# [YOUR INSTRUCTIONS]
If a line includes "notification", copy it out of the entries.

# [INFORMATION]
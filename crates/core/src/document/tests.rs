use pretty_assertions::assert_eq;
use serde_json::json;

use super::*;
use crate::parse;

fn document(name: &str) -> PresetDocument {
	PresetDocument::build(name, &parse(name).unwrap(), &GeneratorSettings::default())
}

#[test]
fn linux_document_matches_cmake_layout() {
	let name = "linux-make-gcc-mt-lp64-static-release-znver3";
	let value = serde_json::to_value(document(name)).unwrap();

	assert_eq!(
		value,
		json!({
			"version": 6,
			"include": ["base.json"],
			"configurePresets": [{
				"name": name,
				"inherits": ["base", "linux", "make", "gcc", "mt", "lp64", "static", "znver3", "release"],
				"cacheVariables": {
					"CMAKE_INSTALL_PREFIX": "${sourceDir}/install-linux-gcc-znver3-release"
				},
				"binaryDir": "${sourceDir}/build-linux-make-gcc-mt-lp64-static-znver3-release",
				"hidden": false
			}],
			"buildPresets": [
				{
					"name": name,
					"configurePreset": name,
					"inherits": "base"
				},
				{
					"name": "linux-make-gcc-mt-lp64-static-release-znver3-install",
					"configurePreset": name,
					"inherits": "base",
					"targets": "install"
				}
			],
			"testPresets": [{
				"name": name,
				"configurePreset": name,
				"inherits": "base"
			}],
			"workflowPresets": [{
				"name": name,
				"description": "Build and check AOCL-DA",
				"steps": [
					{ "type": "configure", "name": name },
					{ "type": "build", "name": "linux-make-gcc-mt-lp64-static-release-znver3-install" },
					{ "type": "test", "name": name }
				]
			}]
		})
	);
}

#[test]
fn windows_inherits_synthesized_generator() {
	let doc = document("win-st-lp64-znver3-static");
	let configure = &doc.configure_presets[0];

	assert_eq!(configure.inherits, ["base", "win", "msvc", "st", "lp64", "static", "znver3"]);
	assert_eq!(configure.binary_dir, "${sourceDir}/build-win-st-lp64-static-znver3");
	assert_eq!(configure.cache_variables.install_prefix, "${sourceDir}/install-win-znver3");
}

#[test]
fn workflow_builds_install_variant() {
	let doc = document("linux-clang");
	let steps = &doc.workflow_presets[0].steps;
	assert_eq!(steps.len(), 3);
	assert_eq!(steps[1].kind, StepKind::Build);
	assert_eq!(steps[1].name, "linux-clang-install");
	assert_eq!(doc.build_presets[1].name, steps[1].name);
	assert_eq!(doc.build_presets[1].targets.as_deref(), Some("install"));
	assert_eq!(doc.build_presets[0].targets, None);
}

#[test]
fn settings_shape_fixed_fields() {
	let settings = GeneratorSettings {
		source_root: "/src".to_string(),
		base_preset: "common".to_string(),
		base_include: "common.json".to_string(),
		schema_version: 8,
		workflow_description: "CI".to_string(),
		..GeneratorSettings::default()
	};
	let doc = PresetDocument::build("linux-gcc", &parse("linux-gcc").unwrap(), &settings);

	assert_eq!(doc.version, 8);
	assert_eq!(doc.include, ["common.json"]);
	assert_eq!(doc.configure_presets[0].inherits[0], "common");
	assert_eq!(doc.configure_presets[0].binary_dir, "/src/build-linux-gcc");
	assert_eq!(doc.test_presets[0].inherits, "common");
	assert_eq!(doc.workflow_presets[0].description, "CI");
}

#[test]
fn json_uses_two_space_indent() {
	let json = document("linux-gcc").to_json().unwrap();
	assert!(json.starts_with("{\n  \"version\": 6,\n  \"include\": [\n    \"base.json\"\n  ],"));
}
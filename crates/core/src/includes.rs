//! Persisted list of generated preset files.
//!
//! The registry is a JSON document `{"include": [...]}` naming every preset
//! artifact. Entries are appended in registration order and never repeated.

use std::path::Path;

use serde::{Deserialize, Serialize};
use tracing::debug;

use crate::error::{Error, Result};

/// Outcome of [`IncludesRegistry::register`].
#[derive(Debug, Clone, Copy, PartialEq, Eq)]
pub enum Registration {
	/// The file was appended.
	Added,
	/// The file was already listed; nothing changed.
	AlreadyPresent,
}

/// In-memory view of `includes.json`.
#[derive(Debug, Clone, Default, PartialEq, Eq, Serialize, Deserialize)]
pub struct IncludesRegistry {
	include: Vec<String>,
}

impl IncludesRegistry {
	/// Loads the registry at `path`, or an empty one if the file does not exist.
	pub fn load(path: impl AsRef<Path>) -> Result<Self> {
		let path = path.as_ref();
		let content = match std::fs::read_to_string(path) {
			Ok(content) => content,
			Err(e) if e.kind() == std::io::ErrorKind::NotFound => {
				debug!(path = %path.display(), "includes registry not found, starting empty");
				return Ok(Self::default());
			}
			Err(e) => return Err(Error::io(path, e)),
		};
		serde_json::from_str(&content).map_err(|e| Error::json(path, e))
	}

	/// Adds `file` unless it is already listed.
	pub fn register(&mut self, file: impl Into<String>) -> Registration {
		let file = file.into();
		if self.contains(&file) {
			return Registration::AlreadyPresent;
		}
		self.include.push(file);
		Registration::Added
	}

	/// Returns true if `file` is listed.
	pub fn contains(&self, file: &str) -> bool {
		self.include.iter().any(|f| f == file)
	}

	/// Listed files in registration order.
	pub fn files(&self) -> &[String] {
		&self.include
	}

	/// Serializes the registry as pretty-printed JSON.
	pub fn to_json(&self) -> serde_json::Result<String> {
		serde_json::to_string_pretty(self)
	}
}
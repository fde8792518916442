pub mod handlers;
pub mod middleware;
pub mod state;

use axum::{
    Router,
    routing::{get, post, put, delete},
};
use tower_http::{
    compression::CompressionLayer,
    cors::CorsLayer,
    trace::TraceLayer,
};
use std::sync::Arc;

use crate::{config::Settings, service::ServiceContext};
use state::AppState;

pub fn create_app(service_context: Arc<ServiceContext>, settings: Arc<Settings>) -> Router {
    let app_state = AppState::new(service_context, settings);

    Router::new()
        // Root and health endpoints
        .route("/", get(handlers::root::root))
        .route("/health", get(handlers::root::health_check))
        .route("/api", get(handlers::root::api_info))

        // Public routes (consumed by the site frontend)
        .nest("/public", public_routes())

        // Admin routes
        .nest("/admin", admin_routes(app_state.clone()))

        // Add state to the router
        .with_state(app_state)

        // Middleware
        .layer(CompressionLayer::new())
        .layer(CorsLayer::permissive()) // Configure properly for production
        .layer(TraceLayer::new_for_http())
}

fn public_routes() -> Router<AppState> {
    Router::new()
        .route("/checkpoints", get(handlers::public::list_checkpoints))
        .route("/checkpoints/:id", get(handlers::public::get_checkpoint))
        .route("/feed/rss", get(handlers::public::rss_feed))
        .route("/intake/contact", post(handlers::public::submit_contact))
        .route("/intake/lead", post(handlers::public::submit_lead))
        .route("/intake/chat", post(handlers::public::submit_chat))
}

fn admin_routes(state: AppState) -> Router<AppState> {
    Router::new()
        .route("/checkpoints", get(handlers::checkpoints::list))
        .route("/checkpoints", post(handlers::checkpoints::create))
        .route("/checkpoints/:id", get(handlers::checkpoints::get))
        .route("/checkpoints/:id", put(handlers::checkpoints::update))
        .route("/checkpoints/:id", delete(handlers::checkpoints::delete))
        .route("/checkpoints/:id/confirm", post(handlers::checkpoints::confirm))
        .route("/checkpoints/:id/cancel", post(handlers::checkpoints::cancel))
        .route("/leads", get(handlers::leads::list))
        .route("/leads/:id", get(handlers::leads::get))
        .route("/leads/:id/status", put(handlers::leads::update_status))
        .route_layer(axum::middleware::from_fn_with_state(
            state,
            middleware::auth::require_admin,
        ))
}
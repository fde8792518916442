use axum::{http::StatusCode, Json, response::IntoResponse};
use serde::Serialize;
use serde_json::json;

#[derive(Serialize)]
pub struct ApiInfo {
    pub name: String,
    pub version: String,
    pub description: String,
    pub status: String,
}

pub async fn root() -> impl IntoResponse {
    Json(json!({
        "name": "Docket API",
        "version": env!("CARGO_PKG_VERSION"),
        "description": "Checkpoint announcements and intake backend for the firm website",
        "status": "operational",
        "endpoints": {
            "health": "/health",
            "api": "/api",
            "public": "/public",
            "admin": "/admin"
        }
    }))
}

pub async fn health_check() -> impl IntoResponse {
    (StatusCode::OK, Json(json!({
        "status": "healthy",
        "timestamp": chrono::Utc::now().to_rfc3339()
    })))
}

pub async fn api_info() -> impl IntoResponse {
    Json(ApiInfo {
        name: "Docket API".to_string(),
        version: env!("CARGO_PKG_VERSION").to_string(),
        description: "Checkpoint announcements and intake backend for the firm website".to_string(),
        status: "operational".to_string(),
    })
}
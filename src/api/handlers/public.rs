use axum::{
    extract::{Path, State},
    http::{header, StatusCode},
    response::{IntoResponse, Response},
    Json,
};
use chrono::Utc;
use serde::{Deserialize, Serialize};
use uuid::Uuid;
use validator::Validate;

use crate::{
    api::state::AppState,
    domain::{CheckpointAnnouncement, CreateLeadRequest, Lead, LeadChannel},
    error::{AppError, Result},
};

#[derive(Debug, Deserialize, Validate)]
pub struct ContactFormRequest {
    #[validate(length(min = 1, max = 200))]
    pub name: String,
    #[validate(email)]
    pub email: Option<String>,
    #[validate(length(max = 40))]
    pub phone: Option<String>,
    #[validate(length(min = 1, max = 10000))]
    pub message: String,
    pub lead_source: Option<String>,
}

#[derive(Debug, Deserialize, Validate)]
pub struct LeadFormRequest {
    #[validate(length(min = 1, max = 200))]
    pub name: String,
    #[validate(email)]
    pub email: Option<String>,
    #[validate(length(max = 40))]
    pub phone: Option<String>,
    #[validate(length(max = 10000))]
    pub message: Option<String>,
    pub case_type: Option<String>,
    pub urgency: Option<String>,
    pub county: Option<String>,
    pub checkpoint_id: Option<String>,
    pub lead_source: Option<String>,
}

#[derive(Debug, Deserialize)]
pub struct ChatMessage {
    pub sender: String,
    pub text: String,
}

#[derive(Debug, Deserialize, Validate)]
pub struct ChatIntakeRequest {
    #[validate(length(min = 1, max = 200))]
    pub name: String,
    #[validate(email)]
    pub email: Option<String>,
    #[validate(length(max = 40))]
    pub phone: Option<String>,
    pub transcript: Vec<ChatMessage>,
    pub lead_source: Option<String>,
}

#[derive(Debug, Serialize)]
pub struct IntakeResponse {
    pub lead_id: Uuid,
    pub message: String,
}

pub async fn list_checkpoints(
    State(state): State<AppState>,
) -> Result<Json<Vec<CheckpointAnnouncement>>> {
    let checkpoints = state
        .service_context
        .checkpoint_service
        .list_public(Utc::now())
        .await?;

    Ok(Json(checkpoints))
}

pub async fn get_checkpoint(
    State(state): State<AppState>,
    Path(id): Path<Uuid>,
) -> Result<Json<CheckpointAnnouncement>> {
    let checkpoint = state
        .service_context
        .checkpoint_service
        .find_public(id, Utc::now())
        .await?
        .ok_or_else(|| AppError::NotFound("Checkpoint not found".to_string()))?;

    Ok(Json(checkpoint))
}

pub async fn rss_feed(State(state): State<AppState>) -> Result<Response> {
    let checkpoints = state
        .service_context
        .checkpoint_service
        .list_public(Utc::now())
        .await?;

    let rss = generate_rss_feed(&checkpoints, &state.settings.server.site_url);

    Ok((
        StatusCode::OK,
        [(header::CONTENT_TYPE, "application/rss+xml; charset=utf-8")],
        rss,
    )
        .into_response())
}

pub async fn submit_contact(
    State(state): State<AppState>,
    Json(request): Json<ContactFormRequest>,
) -> Result<(StatusCode, Json<IntakeResponse>)> {
    request
        .validate()
        .map_err(|e| AppError::Validation(e.to_string()))?;
    require_contact_method(&request.email, &request.phone)?;

    let lead = state
        .service_context
        .intake_service
        .submit(CreateLeadRequest {
            channel: LeadChannel::ContactForm,
            name: request.name,
            email: request.email,
            phone: request.phone,
            message: request.message,
            lead_source: request.lead_source,
            case_type: None,
            urgency: None,
            county: None,
            checkpoint_id: None,
        })
        .await?;

    Ok((StatusCode::CREATED, Json(intake_response(&lead))))
}

pub async fn submit_lead(
    State(state): State<AppState>,
    Json(request): Json<LeadFormRequest>,
) -> Result<(StatusCode, Json<IntakeResponse>)> {
    request
        .validate()
        .map_err(|e| AppError::Validation(e.to_string()))?;
    require_contact_method(&request.email, &request.phone)?;

    let lead = state
        .service_context
        .intake_service
        .submit(CreateLeadRequest {
            channel: LeadChannel::LeadForm,
            name: request.name,
            email: request.email,
            phone: request.phone,
            message: request.message.unwrap_or_default(),
            lead_source: request.lead_source,
            case_type: request.case_type,
            urgency: request.urgency,
            county: request.county,
            checkpoint_id: request.checkpoint_id,
        })
        .await?;

    Ok((StatusCode::CREATED, Json(intake_response(&lead))))
}

pub async fn submit_chat(
    State(state): State<AppState>,
    Json(request): Json<ChatIntakeRequest>,
) -> Result<(StatusCode, Json<IntakeResponse>)> {
    request
        .validate()
        .map_err(|e| AppError::Validation(e.to_string()))?;
    require_contact_method(&request.email, &request.phone)?;

    if request.transcript.is_empty() {
        return Err(AppError::BadRequest("Chat transcript is empty".to_string()));
    }

    // The recommender and the firm notification both work off the lead
    // message, so the transcript is flattened into one.
    let message = request
        .transcript
        .iter()
        .map(|m| format!("{}: {}", m.sender, m.text))
        .collect::<Vec<_>>()
        .join("\n");

    let lead = state
        .service_context
        .intake_service
        .submit(CreateLeadRequest {
            channel: LeadChannel::Chat,
            name: request.name,
            email: request.email,
            phone: request.phone,
            message,
            lead_source: request.lead_source,
            case_type: None,
            urgency: None,
            county: None,
            checkpoint_id: None,
        })
        .await?;

    Ok((StatusCode::CREATED, Json(intake_response(&lead))))
}

fn require_contact_method(email: &Option<String>, phone: &Option<String>) -> Result<()> {
    let has_email = email.as_deref().is_some_and(|e| !e.trim().is_empty());
    let has_phone = phone.as_deref().is_some_and(|p| !p.trim().is_empty());

    if !has_email && !has_phone {
        return Err(AppError::BadRequest(
            "Provide an email address or a phone number so we can reach you".to_string(),
        ));
    }

    Ok(())
}

fn intake_response(lead: &Lead) -> IntakeResponse {
    IntakeResponse {
        lead_id: lead.id,
        message: "Thank you — an attorney will review your message shortly.".to_string(),
    }
}

// Helper function to generate RSS feed
fn generate_rss_feed(checkpoints: &[CheckpointAnnouncement], site_url: &str) -> String {
    let base = site_url.trim_end_matches('/');

    let mut rss = String::from(
        r#"<?xml version="1.0" encoding="UTF-8"?>
<rss version="2.0" xmlns:atom="http://www.w3.org/2005/Atom">
<channel>
    <title>DUI Checkpoint Announcements</title>
    <link>"#,
    );
    rss.push_str(base);
    rss.push_str("/dui-checkpoints</link>\n");
    rss.push_str("    <description>Sobriety checkpoint announcements across Ohio</description>\n");
    rss.push_str("    <language>en-us</language>\n");
    rss.push_str("    <lastBuildDate>");
    rss.push_str(&Utc::now().to_rfc2822());
    rss.push_str("</lastBuildDate>\n");

    for checkpoint in checkpoints.iter().take(20) {
        rss.push_str("    <item>\n");
        rss.push_str(&format!(
            "        <title><![CDATA[{}]]></title>\n",
            checkpoint.title
        ));
        if let Some(description) = &checkpoint.description {
            rss.push_str(&format!(
                "        <description><![CDATA[{}]]></description>\n",
                description
            ));
        }
        rss.push_str(&format!(
            "        <link>{}/dui-checkpoints?id={}</link>\n",
            base, checkpoint.id
        ));
        rss.push_str(&format!(
            "        <guid isPermaLink=\"false\">{}</guid>\n",
            checkpoint.id
        ));
        rss.push_str(&format!(
            "        <pubDate>{}</pubDate>\n",
            checkpoint.created_at.to_rfc2822()
        ));
        rss.push_str("    </item>\n");
    }

    rss.push_str("</channel>\n</rss>");
    rss
}
use std::sync::Arc;

use crate::{
    domain::{CreateLeadRequest, Lead},
    error::Result,
    integrations::{IntegrationEvent, IntegrationManager},
    repository::LeadRepository,
};

pub struct IntakeService {
    repo: Arc<dyn LeadRepository>,
    integration_manager: Arc<IntegrationManager>,
}

impl IntakeService {
    pub fn new(
        repo: Arc<dyn LeadRepository>,
        integration_manager: Arc<IntegrationManager>,
    ) -> Self {
        Self { repo, integration_manager }
    }

    /// Persists the lead, then fans the event out to integrations (firm
    /// notification, visitor confirmation, webhook). The write is the only
    /// fallible step; notification failures are logged inside the manager
    /// and never bubble back to the visitor.
    pub async fn submit(&self, request: CreateLeadRequest) -> Result<Lead> {
        let lead = self.repo.create(request).await?;

        tracing::info!(
            lead_id = %lead.id,
            channel = ?lead.channel,
            "New lead received"
        );

        self.integration_manager
            .handle_event(IntegrationEvent::LeadReceived(lead.clone()))
            .await;

        Ok(lead)
    }
}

# [EXERCISE OUTPUT]
    // The recommender and the firm notification both work off the lead
    /// notification, visitor confirmation, webhook). The write is the only
    /// fallible step; notification failures are logged inside the manager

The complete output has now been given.